What is Snoring?

Posted by on Nov 10, 2011 in Snoring | 6 comments


What is Snoring?

Talk about a rude awakening. You’re enjoying a good night’s sleep when suddenly you’re jarred awake by the intolerable sounds of snoring. But snoring can be much more than just a mild annoyance; it could be a symptom of a serious medical condition called obstructive sleep apnea. In order to help you or a loved one with this condition, it’s important to understand what it is and what causes it. With this in mind, Central California Sleep Center in Fresno has put together a series of educational articles to help residents of Fresno and Clovis get a better night’s rest.

Snoring Defined

Snoring is the caused by an obstruction of the airways during sleep. Vibrations of the tissue within the soft palate cause the deep, guttural rattling sounds associated with this condition.

Types of Snoring

All snorers have what is called “incomplete obstruction” of the upper airway.
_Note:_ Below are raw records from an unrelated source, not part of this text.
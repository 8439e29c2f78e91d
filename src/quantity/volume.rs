use std::fmt::{Display, Formatter};

use crate::quantity::cost::Cost;

quantity!(
    /// US liquid gallons.
    Gallons, via: Decimal, unit: "gal"
);

quantity!(GallonPrice, via: Decimal, unit: "$/gal");

implement_mul!(Gallons, GallonPrice, Cost);

impl Display for Gallons {
    fn fmt(&self, f: &mut Formatter<'_>) -> std::fmt::Result {
        write!(f, "{} gal", self.0.normalize())
    }
}

impl Display for GallonPrice {
    fn fmt(&self, f: &mut Formatter<'_>) -> std::fmt::Result {
        write!(f, "{}/gal", Cost(self.0))
    }
}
As you enter deep sleep, the tissues around your airway relax, partially blocking the flow of air. As you breathe in and out, these tissues rattle, causing the sounds of snoring.

  • Mild Snorers:
    Mild snorers who sometimes exhibit noisy breathing during sleep and continuous or rhythmical snoring experience what is known as primary snoring, or simple snoring. These snorers do not experience a long pause in breathing during sleep, also known as apnea.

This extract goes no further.